Task goal:
Take the data that follows and retype it word for word.

————————

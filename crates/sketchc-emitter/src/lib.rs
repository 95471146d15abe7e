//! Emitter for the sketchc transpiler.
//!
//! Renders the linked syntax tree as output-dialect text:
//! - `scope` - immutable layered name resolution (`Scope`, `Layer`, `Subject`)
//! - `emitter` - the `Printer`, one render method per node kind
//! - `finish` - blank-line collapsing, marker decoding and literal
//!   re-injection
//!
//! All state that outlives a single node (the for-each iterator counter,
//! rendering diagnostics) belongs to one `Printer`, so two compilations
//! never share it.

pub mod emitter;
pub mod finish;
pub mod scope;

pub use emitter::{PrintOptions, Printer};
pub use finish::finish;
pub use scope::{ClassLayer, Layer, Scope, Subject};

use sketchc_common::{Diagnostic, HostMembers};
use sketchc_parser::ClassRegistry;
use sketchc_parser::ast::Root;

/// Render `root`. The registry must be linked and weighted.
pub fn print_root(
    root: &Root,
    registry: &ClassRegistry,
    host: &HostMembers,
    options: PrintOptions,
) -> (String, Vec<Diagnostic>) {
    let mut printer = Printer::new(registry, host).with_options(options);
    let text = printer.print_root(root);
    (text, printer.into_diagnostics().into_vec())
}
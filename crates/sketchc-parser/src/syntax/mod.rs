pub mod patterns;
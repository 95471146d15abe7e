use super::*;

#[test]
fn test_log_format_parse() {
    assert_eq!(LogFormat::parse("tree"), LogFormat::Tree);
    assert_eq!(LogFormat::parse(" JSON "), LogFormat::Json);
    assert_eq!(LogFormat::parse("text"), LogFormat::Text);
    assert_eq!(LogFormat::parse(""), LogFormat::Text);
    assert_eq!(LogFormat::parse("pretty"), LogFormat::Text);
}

————————

Your solution:
filename crates/sketchc-emitter/src/lib.rs
repository 95471146d15abe7e
//! Emitter for the sketchc transpiler.
//!
//! Renders the linked syntax tree as output-dialect text:
//! - `scope` - immutable layered name resolution (`Scope`, `Layer`, `Subject`)
//! - `emitter` - the `Printer`, one render method per node kind
//! - `finish` - blank-line collapsing, marker decoding and literal
//!   re-injection
//!
//! All state that outlives a single node (the for-each iterator counter,
//! rendering diagnostics) belongs to one `Printer`, so two compilations
//! never share it.

pub mod emitter;
pub mod finish;
pub mod scope;

pub use emitter::{PrintOptions, Printer};
pub use finish::finish;
pub use scope::{ClassLayer, Layer, Scope, Subject};

use sketchc_common::{Diagnostic, HostMembers};
use sketchc_parser::ClassRegistry;
use sketchc_parser::ast::Root;

/// Render `root`. The registry must be linked and weighted.
pub fn print_root(
    root: &Root,
    registry: &ClassRegistry,
    host: &HostMembers,
    options: PrintOptions,
) -> (String, Vec<Diagnostic>) {
    let mut printer = Printer::new(registry, host).with_options(options);
    let text = printer.print_root(root);
    (text, printer.into_diagnostics().into_vec())
}
filename crates/sketchc-parser/src/syntax/mod.rs
pub mod patterns;
repository 95471146d15abe7e
use super::*;

#[test]
fn test_log_format_parse() {
    assert_eq!(LogFormat::parse("tree"), LogFormat::Tree);
    assert_eq!(LogFormat::parse(" JSON "), LogFormat::Json);
    assert_eq!(LogFormat::parse("text"), LogFormat::Text);
    assert_eq!(LogFormat::parse(""), LogFormat::Text);
    assert_eq!(LogFormat::parse("pretty"), LogFormat::Text);
}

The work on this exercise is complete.